# cpp-transformer

**Repository Path**: gszx_admin/cpp-transformer

## Basic Information

- **Project Name**: cpp-transformer
- **Description**: No description available
- **Primary Language**: Unknown
- **License**: Not specified
- **Default Branch**: main
- **Homepage**: None
- **GVP Project**: No

## Statistics

- **Stars**: 0
- **Forks**: 0
- **Created**: 2025-12-04
- **Last Updated**: 2025-12-04

## Categories & Tags

**Categories**: Uncategorized

**Tags**: None

## README

# cpp-transformer
A C++ implementation of Transformer without special library dependencies, including training and inference.

This project replicates the content of [Chapter 11](https://d2l.ai/chapter_attention-mechanisms-and-transformers/transformer.html) on Transformers in Dive into Deep Learning. It builds an English-French machine translation model using C++. The project develops its own automatic differentiation framework and only depends on the C++ standard library, aiming to help users understand the underlying principles of Transformers.

## Project Highlights
### Principle - Oriented

We construct the model starting from fundamental operations without relying on deep learning frameworks. This approach clearly demonstrates the operational mechanism of Transformers.

### Automatic Differentiation

Our self - developed automatic differentiation framework simplifies the gradient calculation process, facilitating a better understanding of the backpropagation algorithm.

### Low Dependencies

The project only depends on the C++ standard library.
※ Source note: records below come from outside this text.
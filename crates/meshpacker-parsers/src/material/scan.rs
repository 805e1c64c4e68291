//! Shared-texture detection

use std::collections::BTreeSet;
use std::path::{Path, PathBuf};

use meshpacker_core::{naming, Archive, Result, ResultExt};
use tracing::{debug, info};

use super::classify::{classify, MaterialLine};
use crate::traits::read_input;

/// Collects texture references across material files and remembers which
/// absolute paths came up more than once
#[derive(Debug, Default)]
pub struct SharedTextureScan {
    seen: BTreeSet<PathBuf>,
    shared: BTreeSet<PathBuf>,
}

impl SharedTextureScan {
    /// Create an empty scan
    pub fn new() -> Self {
        Self::default()
    }

    /// Scan material text whose textures are relative to `material_dir`
    pub fn scan_str(&mut self, source: &str, material_dir: &Path) {
        for line in source.lines() {
            if let MaterialLine::TextureDecl { path, .. } = classify(line) {
                let absolute = naming::resolve_relative(material_dir, path);
                if self.seen.contains(&absolute) {
                    if self.shared.insert(absolute) {
                        info!(texture = path, "Found shared texture");
                    }
                } else {
                    self.seen.insert(absolute);
                }
            }
        }
    }

    /// Scan one material file
    pub fn scan_file(&mut self, material_path: &Path) -> Result<()> {
        let source = read_input(material_path)?;
        let material_dir = material_path.parent().unwrap_or_else(|| Path::new(""));
        self.scan_str(&source, material_dir);
        Ok(())
    }

    /// Every texture referenced so far
    pub fn seen(&self) -> &BTreeSet<PathBuf> {
        &self.seen
    }

    /// Textures referenced more than once so far
    pub fn shared(&self) -> &BTreeSet<PathBuf> {
        &self.shared
    }

    /// Consume the scan, keeping the shared textures
    pub fn into_shared(self) -> BTreeSet<PathBuf> {
        self.shared
    }
}

/// Scan every asset's material file and record the shared textures on the archive.
///
/// Must complete before any material of the archive is rewritten.
pub fn mark_shared_textures(archive: &mut Archive) -> Result<usize> {
    debug!(archive = %archive.path.display(), "Looking for shared textures");

    let mut scan = SharedTextureScan::new();
    for asset in archive.assets.values() {
        scan.scan_file(&asset.material_path)
            .with_context(|| format!("while scanning textures of mesh '{}'", asset.name))?;
    }

    let shared = scan.into_shared();
    let count = shared.len();
    for texture in shared {
        archive.mark_shared(texture);
    }
    Ok(count)
}

#[cfg(test)]
mod tests {
    use super::*;

    const TREE: &str = "material Mat/bark.png\n{\n\ttechnique\n\t{\n\t\tpass\n\t\t{\n\
                        \t\t\ttexture_unit\n\t\t\t{\n\t\t\t\ttexture bark.png\n\t\t\t}\n\
                        \t\t\ttexture_unit\n\t\t\t{\n\t\t\t\ttexture ../shared/leaf.png\n\t\t\t}\n\
                        \t\t}\n\t}\n}\n";

    #[test]
    fn test_single_use_is_not_shared() {
        let mut scan = SharedTextureScan::new();
        scan.scan_str(TREE, Path::new("/p/tree"));

        assert_eq!(scan.seen().len(), 2);
        assert!(scan.seen().contains(Path::new("/p/shared/leaf.png")));
        assert!(scan.shared().is_empty());
    }

    #[test]
    fn test_same_absolute_path_from_two_materials_is_shared() {
        let mut scan = SharedTextureScan::new();
        scan.scan_str(TREE, Path::new("/p/tree"));
        scan.scan_str("\t\t\t\ttexture ../shared/leaf.png\n", Path::new("/p/bush"));

        let shared = scan.into_shared();
        assert_eq!(shared.into_iter().collect::<Vec<_>>(), vec![PathBuf::from("/p/shared/leaf.png")]);
    }

    #[test]
    fn test_same_relative_path_in_different_dirs_is_not_shared() {
        let mut scan = SharedTextureScan::new();
        scan.scan_str("texture bark.png\n", Path::new("/p/tree"));
        scan.scan_str("texture bark.png\n", Path::new("/p/oak"));
        assert!(scan.shared().is_empty());
    }

    #[test]
    fn test_repeat_within_one_material_is_shared() {
        let mut scan = SharedTextureScan::new();
        scan.scan_str("texture bark.png\ntexture bark.png\n", Path::new("/p"));
        assert!(scan.shared().contains(Path::new("/p/bark.png")));
    }

    #[test]
    fn test_case_insensitive_keyword() {
        let mut scan = SharedTextureScan::new();
        scan.scan_str("TEXTURE a.png\ntexture a.png\n", Path::new("/p"));
        assert_eq!(scan.shared().len(), 1);
    }
}
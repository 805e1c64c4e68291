//! Mesh description rewriting
//!
//! Moves the `material` attribute of every `submesh` element into the
//! asset's namespace. The document is streamed through `quick-xml` event by
//! event, so everything except the rewritten attributes is written back
//! exactly as it was read.

use std::path::Path;

use meshpacker_core::{naming, Error, Result};
use quick_xml::events::{BytesStart, Event};
use quick_xml::reader::Reader;
use quick_xml::writer::Writer;
use tracing::debug;

use crate::traits::InPlaceRewriter;

const SUBMESH: &[u8] = b"submesh";
const MATERIAL: &[u8] = b"material";

/// Rewrites the submesh material references of one asset's mesh description
#[derive(Debug, Clone)]
pub struct MeshReferenceFixer {
    asset_name: String,
    rewritten: usize,
}

impl MeshReferenceFixer {
    /// Create a fixer for `asset_name`
    pub fn new(asset_name: impl Into<String>) -> Self {
        Self {
            asset_name: asset_name.into(),
            rewritten: 0,
        }
    }

    /// Number of submesh elements rewritten so far
    pub fn rewritten(&self) -> usize {
        self.rewritten
    }

    /// Rebuild a `submesh` element with its material rewritten; `None` if it has none
    fn rewrite_submesh(
        &mut self,
        element: &BytesStart<'_>,
    ) -> std::result::Result<Option<BytesStart<'static>>, String> {
        let name = String::from_utf8_lossy(element.name().as_ref()).into_owned();
        let mut rewritten = BytesStart::new(name);
        let mut found = false;

        for attribute in element.attributes() {
            let attribute = attribute.map_err(|e| e.to_string())?;
            if attribute.key.as_ref() == MATERIAL {
                let raw = attribute.unescape_value().map_err(|e| e.to_string())?;
                let material = naming::namespaced_material_name(&self.asset_name, &raw);
                rewritten.push_attribute(("material", material.as_str()));
                found = true;
            } else {
                let key = std::str::from_utf8(attribute.key.as_ref()).map_err(|e| e.to_string())?;
                let value = attribute.unescape_value().map_err(|e| e.to_string())?;
                rewritten.push_attribute((key, value.as_ref()));
            }
        }

        if found {
            self.rewritten += 1;
            Ok(Some(rewritten))
        } else {
            Ok(None)
        }
    }
}

impl InPlaceRewriter for MeshReferenceFixer {
    fn name(&self) -> &str {
        "mesh-xml"
    }

    fn rewrite_str(&mut self, source: &str, origin: &Path) -> Result<String> {
        let invalid = |position: u64, message: String| Error::InvalidMeshDescription {
            path: origin.to_path_buf(),
            message: format!("{message} (at byte {position})"),
        };

        let mut reader = Reader::from_str(source);
        let mut writer = Writer::new(Vec::with_capacity(source.len()));

        loop {
            let position = reader.buffer_position() as u64;
            let event = reader
                .read_event()
                .map_err(|e| invalid(position, e.to_string()))?;

            let written = match event {
                Event::Eof => break,
                Event::Start(element) if element.name().as_ref() == SUBMESH => {
                    match self
                        .rewrite_submesh(&element)
                        .map_err(|message| invalid(position, message))?
                    {
                        Some(rewritten) => writer.write_event(Event::Start(rewritten)),
                        None => writer.write_event(Event::Start(element)),
                    }
                }
                Event::Empty(element) if element.name().as_ref() == SUBMESH => {
                    match self
                        .rewrite_submesh(&element)
                        .map_err(|message| invalid(position, message))?
                    {
                        Some(rewritten) => writer.write_event(Event::Empty(rewritten)),
                        None => writer.write_event(Event::Empty(element)),
                    }
                }
                other => writer.write_event(other),
            };
            written.map_err(|e| invalid(position, e.to_string()))?;
        }

        debug!(
            asset = %self.asset_name,
            submeshes = self.rewritten,
            "Fixed submesh material references"
        );

        String::from_utf8(writer.into_inner())
            .map_err(|e| invalid(source.len() as u64, e.to_string()))
    }
}

#[cfg(test)]
mod tests {
    use super::*;

    const MESH: &str = r#"<?xml version="1.0" encoding="utf-8"?>
<mesh>
    <submeshes>
        <submesh material="BaseMat/SOLID/TEX/bark.png" usesharedvertices="false">
            <faces count="1">
                <face v1="0" v2="1" v3="2" />
            </faces>
        </submesh>
        <submesh material="Mat/leaf_alpha.png" use32bitindexes="false" />
        <submesh usesharedvertices="true" />
    </submeshes>
</mesh>
"#;

    fn fix(source: &str) -> Result<(String, usize)> {
        let mut fixer = MeshReferenceFixer::new("Tree");
        let output = fixer.rewrite_str(source, Path::new("/p/tree.mesh.xml"))?;
        Ok((output, fixer.rewritten()))
    }

    #[test]
    fn test_submesh_materials_are_namespaced() {
        let (output, count) = fix(MESH).unwrap();

        assert_eq!(count, 2);
        assert!(output.contains(r#"<submesh material="Tree/bark.png" usesharedvertices="false">"#));
        assert!(output.contains(r#"<submesh material="Tree/leaf_alpha.png" use32bitindexes="false"/>"#));
        assert!(output.contains(r#"<submesh usesharedvertices="true" />"#));
    }

    #[test]
    fn test_rest_of_document_is_preserved() {
        let (output, _) = fix(MESH).unwrap();

        assert!(output.starts_with(r#"<?xml version="1.0" encoding="utf-8"?>"#));
        assert!(output.contains("<faces count=\"1\">\n"));
        assert!(output.contains("</submeshes>\n</mesh>\n"));
    }

    #[test]
    fn test_escaped_material_name() {
        let (output, _) = fix(r#"<mesh><submesh material="A&amp;B/rock.png"/></mesh>"#).unwrap();
        assert_eq!(output, r#"<mesh><submesh material="Tree/rock.png"/></mesh>"#);
    }

    #[test]
    fn test_single_quoted_attribute_is_reescaped() {
        let (output, _) =
            fix(r#"<mesh><submesh material="Mat/bark.png" name='a"b &amp; c'/></mesh>"#).unwrap();
        assert_eq!(
            output,
            r#"<mesh><submesh material="Tree/bark.png" name="a&quot;b &amp; c"/></mesh>"#
        );
    }

    #[test]
    fn test_document_without_submeshes_is_unchanged() {
        let source = "<mesh>\n  <sharedgeometry vertexcount=\"0\"/>\n</mesh>";
        let (output, count) = fix(source).unwrap();
        assert_eq!(count, 0);
        assert_eq!(output, "<mesh>\n  <sharedgeometry vertexcount=\"0\"/>\n</mesh>");
    }

    #[test]
    fn test_mismatched_tags_are_rejected() {
        let err = fix("<mesh><submeshes></mesh>").unwrap_err();
        assert!(err.is_parse_error());
        assert!(err.to_string().contains("tree.mesh.xml"));
    }
}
While its performance may not be as high - end as those with advanced libraries, it clearly showcases every computational detail. This characteristic allows users to gain a profound understanding of the backpropagation algorithm and the underlying principles of the Transformer architecture.

## Update Log
V2 - [2025-05-29]
1. Redesigned Tensor Class
2. Redesigned Backend Ops Interface
3. Redesigned Computation Flow
    *  Pre - computed Tensor Dependency Logic and Batch Memory Allocation
    * Compact Memory Layout
    * Efficient zero_grad Implementation
4. Closer Implementation to Tensor Semantics in DL2 Chapter 11
5. Enhanced Test Cases

V2.01 - [2025-06-08]
1. Supported a simple language model.

V2.02 - [2025-06-14]
1. Supported Metal

## Quick start

### build

#### for gpu
```
./build_gpu.sh 
```
The program compiled in this way supports both CPU and GPU. You can use the -g parameter to switch between them.

#### for cpu
```
./build_cpu.sh
```
If you don't have a CUDA environment, you can also try the CPU version. Note that this version is extremely slow and is only intended for comparing and verifying the correctness of the GPU version.

#### for mac gpu

Metal is now supported, and the GPU on Mac can be used now.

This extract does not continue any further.